**Instructions for the task**
If a line in the data contains "const", copy it out.

(Data records)
============================================================

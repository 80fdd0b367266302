// Tue Jan 13 2026 - Alex

use std::path::PathBuf;
use thiserror::Error;

#[derive(Error, Debug)]
pub enum ImageError {
    #[error("Failed to load firmware {path}: {source}")]
    Load {
        path: PathBuf,
        #[source]
        source: std::io::Error,
    },
    #[error("Failed to write firmware {path}: {source}")]
    Write {
        path: PathBuf,
        #[source]
        source: std::io::Error,
    },
}
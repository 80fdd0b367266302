// Tue Jan 13 2026 - Alex

use colored::Colorize;

fn main() {
    if let Err(e) = firmware_speed_patcher::ui::cli::run() {
        eprintln!("{} {:#}", "[!]".red(), e);
        std::process::exit(1);
    }
}
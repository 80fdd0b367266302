// Tue Jan 13 2026 - Alex

use serde::Serialize;
use serde_json::{to_string, to_string_pretty};
use thiserror::Error;

#[derive(Error, Debug)]
pub enum JsonError {
    #[error("Serialization error: {0}")]
    SerializationError(#[from] serde_json::Error),
}

pub struct JsonSerializer {
    pretty_print: bool,
}

impl JsonSerializer {
    pub fn new() -> Self {
        Self { pretty_print: true }
    }

    pub fn with_pretty_print(mut self, pretty: bool) -> Self {
        self.pretty_print = pretty;
        self
    }

    pub fn serialize<T: Serialize + ?Sized>(&self, value: &T) -> Result<String, JsonError> {
        let text = if self.pretty_print {
            to_string_pretty(value)?
        } else {
            to_string(value)?
        };
        Ok(text)
    }
}

impl Default for JsonSerializer {
    fn default() -> Self {
        Self::new()
    }
}
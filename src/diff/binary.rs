// Tue Jan 15 2026 - Alex

use crate::config::Config;
use serde::Serialize;
use std::fmt;

/// Maximum gap between consecutive differing offsets inside one region.
pub const PROXIMITY_THRESHOLD: usize = 4;
pub const MAX_REPORTED_DIFFERENCES: usize = 100;
pub const MAX_REPORTED_REGIONS: usize = 10;

/// A single differing byte
#[derive(Debug, Clone, Copy, PartialEq, Eq, Serialize)]
pub struct ByteDifference {
    pub offset: usize,
    pub old: u8,
    pub new: u8,
}

impl fmt::Display for ByteDifference {
    fn fmt(&self, f: &mut fmt::Formatter<'_>) -> fmt::Result {
        write!(f, "0x{:04x}: {:02x} -> {:02x}", self.offset, self.old, self.new)
    }
}

/// A maximal run of differences with consecutive offsets no further apart than
/// the proximity threshold. Never empty.
#[derive(Debug, Clone, PartialEq, Eq, Serialize)]
pub struct DiffRegion {
    pub changes: Vec<ByteDifference>,
}

impl DiffRegion {
    fn start_with(first: ByteDifference) -> Self {
        Self { changes: vec![first] }
    }

    pub fn start(&self) -> usize {
        self.changes.first().map_or(0, |c| c.offset)
    }

    /// Offset of the last differing byte (inclusive).
    pub fn end(&self) -> usize {
        self.changes.last().map_or(0, |c| c.offset)
    }

    /// Number of differing bytes in the region.
    pub fn len(&self) -> usize {
        self.changes.len()
    }

    pub fn is_empty(&self) -> bool {
        self.changes.is_empty()
    }

    pub fn contains(&self, offset: usize) -> bool {
        offset >= self.start() && offset <= self.end()
    }
}

impl fmt::Display for DiffRegion {
    fn fmt(&self, f: &mut fmt::Formatter<'_>) -> fmt::Result {
        write!(
            f,
            "0x{:04x}-0x{:04x} ({} bytes)",
            self.start(),
            self.end(),
            self.len()
        )
    }
}

#[derive(Debug, Clone, Copy, PartialEq, Eq, Serialize)]
pub struct SizeMismatch {
    pub old_size: usize,
    pub new_size: usize,
}

#[derive(Debug, Clone, PartialEq, Eq, Serialize)]
pub struct DiffResult {
    pub total_differences: usize,
    pub size_mismatch: Option<SizeMismatch>,
    /// First differences only, see `MAX_REPORTED_DIFFERENCES`.
    pub differences: Vec<ByteDifference>,
    pub region_count: usize,
    pub largest_region_size: usize,
    /// First regions only, see `MAX_REPORTED_REGIONS`.
    pub regions: Vec<DiffRegion>,
}

impl DiffResult {
    pub fn is_identical(&self) -> bool {
        self.total_differences == 0 && self.size_mismatch.is_none()
    }
}

impl fmt::Display for DiffResult {
    fn fmt(&self, f: &mut fmt::Formatter<'_>) -> fmt::Result {
        writeln!(f, "Total differences: {}", self.total_differences)?;
        writeln!(f, "Difference regions: {}", self.region_count)?;
        writeln!(f, "Largest region: {} bytes", self.largest_region_size)?;
        Ok(())
    }
}

/// Byte-for-byte differ over the common prefix of two images.
pub struct BinaryDiff {
    proximity: usize,
    max_differences: usize,
    max_regions: usize,
}

impl BinaryDiff {
    pub fn new() -> Self {
        Self {
            proximity: PROXIMITY_THRESHOLD,
            max_differences: MAX_REPORTED_DIFFERENCES,
            max_regions: MAX_REPORTED_REGIONS,
        }
    }

    pub fn from_config(config: &Config) -> Self {
        Self {
            proximity: config.diff_proximity,
            max_differences: config.max_reported_differences,
            max_regions: config.max_reported_regions,
        }
    }

    pub fn with_proximity(mut self, proximity: usize) -> Self {
        self.proximity = proximity;
        self
    }

    pub fn compare(&self, old_data: &[u8], new_data: &[u8]) -> DiffResult {
        let size_mismatch = if old_data.len() != new_data.len() {
            log::warn!(
                "Different file sizes - {} vs {}, comparing the first {} bytes",
                old_data.len(),
                new_data.len(),
                old_data.len().min(new_data.len())
            );
            Some(SizeMismatch {
                old_size: old_data.len(),
                new_size: new_data.len(),
            })
        } else {
            None
        };

        let differences = byte_differences(old_data, new_data);
        let regions = group_differences(&differences, self.proximity);

        log::debug!(
            "{} differing bytes in {} regions",
            differences.len(),
            regions.len()
        );

        DiffResult {
            total_differences: differences.len(),
            size_mismatch,
            region_count: regions.len(),
            largest_region_size: regions.iter().map(DiffRegion::len).max().unwrap_or(0),
            differences: differences.into_iter().take(self.max_differences).collect(),
            regions: regions.into_iter().take(self.max_regions).collect(),
        }
    }
}

impl Default for BinaryDiff {
    fn default() -> Self {
        Self::new()
    }
}

/// Every differing offset over `min(old.len(), new.len())`, ascending.
pub fn byte_differences(old_data: &[u8], new_data: &[u8]) -> Vec<ByteDifference> {
    old_data
        .iter()
        .zip(new_data.iter())
        .enumerate()
        .filter(|(_, (old, new))| old != new)
        .map(|(offset, (&old, &new))| ByteDifference { offset, old, new })
        .collect()
}

/// Greedy single pass: a new region starts whenever the gap to the previous
/// difference exceeds `proximity`. A difference before the end of the current
/// region also starts a new one, so unsorted input never merges backwards.
pub fn group_differences(differences: &[ByteDifference], proximity: usize) -> Vec<DiffRegion> {
    let mut regions: Vec<DiffRegion> = Vec::new();

    for &diff in differences {
        match regions.last_mut() {
            Some(region)
                if diff
                    .offset
                    .checked_sub(region.end())
                    .map_or(false, |gap| gap <= proximity) =>
            {
                region.changes.push(diff)
            }
            _ => regions.push(DiffRegion::start_with(diff)),
        }
    }

    regions
}

pub fn diff(old_data: &[u8], new_data: &[u8]) -> DiffResult {
    BinaryDiff::new().compare(old_data, new_data)
}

============================================================

**Output**
pub const PROXIMITY_THRESHOLD: usize = 4;
pub const MAX_REPORTED_DIFFERENCES: usize = 100;
pub const MAX_REPORTED_REGIONS: usize = 10;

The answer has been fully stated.